Financial watchdog says U.S. at risk from non-ally bondholders

Section:

By Suzy Jagger and Gary Duncan
The Times, London
Monday, July 23, 2007

http://business.timesonline.co.uk/tol/business/markets/united_states/art...

America's leading public finance watchdog has sounded a warning that the US economy is vulnerable to hostile financial actions by nations that are not its "allies."

David Walker, the US comptroller general, indicated that the huge holdings of American government debt by countries such as China, Saudi Arabia, and Libya could leave a powerful financial weapon in the hands of countries that may be hostile to US corporate and diplomatic interests.

Mr Walker told The Times that foreign investors have more control over the US economy than Americans, leaving the country in a state that was "financially imprudent."

He said: "More and more of our debt is held by foreign countries, some of which are our allies and some are not."

Mr Walker, who heads the Government agency that is responsible for auditing the national accounts and is also the arm of Congress that scrutinises spending by the administration, said that the US has been forced to rely on foreign investors more because Americans are saving so little.

According to US Treasury Department statistics, Japan is the biggest foreign holder of US Treasury bonds, with almost $623 billion (£310 billion) of US government debt as of December last year. Mainland China is the second biggest investor, with about $397 billion, and oil exporters, which include Iran and Saudi Arabia, had $110 billion.

The UK, while the biggest foreign investor in US equities, is the fourth-biggest holder of US Treasuries.

While Mr Walker referred to Britain as "the best ally the US could hope for," he told The Times that "anybody who looks at that list will see that some of the countries there are not traditional US allies. You will see that China, Korea, and a number of OPEC nations are there. Not all the countries on the list share the same economic, national, and foreign polices as the US."
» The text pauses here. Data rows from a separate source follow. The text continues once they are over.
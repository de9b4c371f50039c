//! ObjectStore trait definition
//!
//! This trait defines the interface for S3-compatible storage operations.
//! It allows the sync engine to be decoupled from the specific S3 SDK implementation.

use std::collections::BTreeMap;
use std::path::Path;

use async_trait::async_trait;
use serde::{Deserialize, Serialize};

use crate::error::Result;
use crate::path::RemotePath;
use crate::progress::ByteProgress;

/// Metadata for an object or prefix
#[derive(Debug, Clone, Serialize, Deserialize)]
pub struct ObjectInfo {
    /// Full object key
    pub key: String,

    /// Size in bytes (None for prefixes)
    #[serde(skip_serializing_if = "Option::is_none")]
    pub size_bytes: Option<i64>,

    /// Human-readable size
    #[serde(skip_serializing_if = "Option::is_none")]
    pub size_human: Option<String>,

    /// Last modified timestamp
    #[serde(skip_serializing_if = "Option::is_none")]
    pub last_modified: Option<jiff::Timestamp>,

    /// ETag without quotes (MD5 for single-part uploads)
    #[serde(skip_serializing_if = "Option::is_none")]
    pub etag: Option<String>,

    /// Content type
    #[serde(skip_serializing_if = "Option::is_none")]
    pub content_type: Option<String>,

    /// Whether this is a common prefix
    pub is_dir: bool,
}

impl ObjectInfo {
    /// Create a new ObjectInfo for an object
    pub fn file(key: impl Into<String>, size: i64) -> Self {
        Self {
            key: key.into(),
            size_bytes: Some(size),
            size_human: Some(humansize::format_size(size.max(0) as u64, humansize::BINARY)),
            last_modified: None,
            etag: None,
            content_type: None,
            is_dir: false,
        }
    }

    /// Create a new ObjectInfo for a common prefix
    pub fn dir(key: impl Into<String>) -> Self {
        Self {
            key: key.into(),
            size_bytes: None,
            size_human: None,
            last_modified: None,
            etag: None,
            content_type: None,
            is_dir: true,
        }
    }

    /// Set the ETag, stripping surrounding quotes
    pub fn with_etag(mut self, etag: impl AsRef<str>) -> Self {
        self.etag = Some(etag.as_ref().trim_matches('"').to_string());
        self
    }

    /// Size as an unsigned byte count
    pub fn size(&self) -> u64 {
        self.size_bytes.unwrap_or(0).max(0) as u64
    }
}

/// One page of a list operation
#[derive(Debug, Clone, Default, Serialize, Deserialize)]
pub struct ListResult {
    /// Listed objects and prefixes
    pub items: Vec<ObjectInfo>,

    /// Whether more pages follow
    pub truncated: bool,

    /// Continuation token for the next page
    #[serde(skip_serializing_if = "Option::is_none")]
    pub continuation_token: Option<String>,
}

/// Options for list operations
#[derive(Debug, Clone, Default)]
pub struct ListOptions {
    /// Maximum number of keys to return per request
    pub max_keys: Option<i32>,

    /// Delimiter for grouping (usually "/")
    pub delimiter: Option<String>,

    /// Continuation token for pagination
    pub continuation_token: Option<String>,

    /// Whether to list recursively (ignore delimiter)
    pub recursive: bool,
}

/// Headers applied to uploaded objects
#[derive(Debug, Clone, Default, PartialEq, Eq)]
pub struct PutOptions {
    pub content_type: Option<String>,
    pub cache_control: Option<String>,
    pub content_disposition: Option<String>,
    pub content_encoding: Option<String>,
    pub content_language: Option<String>,
    /// User metadata (`x-amz-meta-*` without the prefix)
    pub metadata: BTreeMap<String, String>,
}

/// Chooses the headers for each uploaded file
pub trait UploadHeaders: Send + Sync {
    fn put_options(&self, source: &Path) -> PutOptions;
}

impl UploadHeaders for PutOptions {
    fn put_options(&self, _source: &Path) -> PutOptions {
        self.clone()
    }
}

/// Trait for S3-compatible storage operations
///
/// This trait is implemented by the S3 adapter and can be mocked for testing.
#[cfg_attr(test, mockall::automock)]
#[async_trait]
pub trait ObjectStore: Send + Sync {
    /// List one page of objects under a bucket or prefix
    async fn list_objects(&self, path: &RemotePath, options: ListOptions) -> Result<ListResult>;

    /// Get object metadata
    async fn head_object(&self, path: &RemotePath) -> Result<ObjectInfo>;

    /// Stream an object into a local file, reporting bytes as they arrive
    async fn get_object(
        &self,
        path: &RemotePath,
        destination: &Path,
        progress: &ByteProgress,
    ) -> Result<ObjectInfo>;

    /// Upload a local file, reporting bytes as they are sent
    async fn put_object(
        &self,
        path: &RemotePath,
        source: &Path,
        options: &PutOptions,
        progress: &ByteProgress,
    ) -> Result<ObjectInfo>;

    /// Delete one object
    async fn delete_object(&self, path: &RemotePath) -> Result<()>;

    /// Delete a batch of keys in one bucket; returns the keys actually deleted
    async fn delete_objects(&self, bucket: &str, keys: Vec<String>) -> Result<Vec<String>>;

    /// Server-side copy
    async fn copy_object(&self, src: &RemotePath, dst: &RemotePath) -> Result<ObjectInfo>;
}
The worry is that should any of these foreign nations choose to reduce their holdings significantly, it would trigger sharp falls in US government bond prices, driving up their yield, which would raise borrowing costs sharply for American consumers and companies. While most economists take the view that countries such as China are unlikely to reduce their US bond holdings because they would also suffer a fall in the value of their own investments, China could still be perceived as holding a powerful financial weapon.

Ian Shepherdson, an economist at High Frequency Economics, said: "The US has a symbiotic relationship with China. The US cannot afford for China to sell its US treasuries but, equally, China cannot afford to see the value [of its treasury bonds] slide. They are strategic enemies and are in a financially weird relationship. China's holdings represent about a third of Chinese GDP."

China has been buying US Treasury bonds faster than any other big country -- it has increased its holdings sixfold in six years. Beijing has accumulated the bonds as a consquence of its extensive programme of intervention in the currency markets. To hold down the value of the yuan, China buys dollar assets and sells the yuan.

This month Mr Walker described the US as suffering from a "fiscal cancer" because of the massive long-term healthcare liabilities that the nation faces. The financial burden caused by healthcare entitlements has increased from about $20 trillion to $50 trillion over the past six years, representing a $440,000 bill for every American household, he explained. He also added that in 2005 and 2006, Americans spent more money than they took home, the first such pattern since 1933.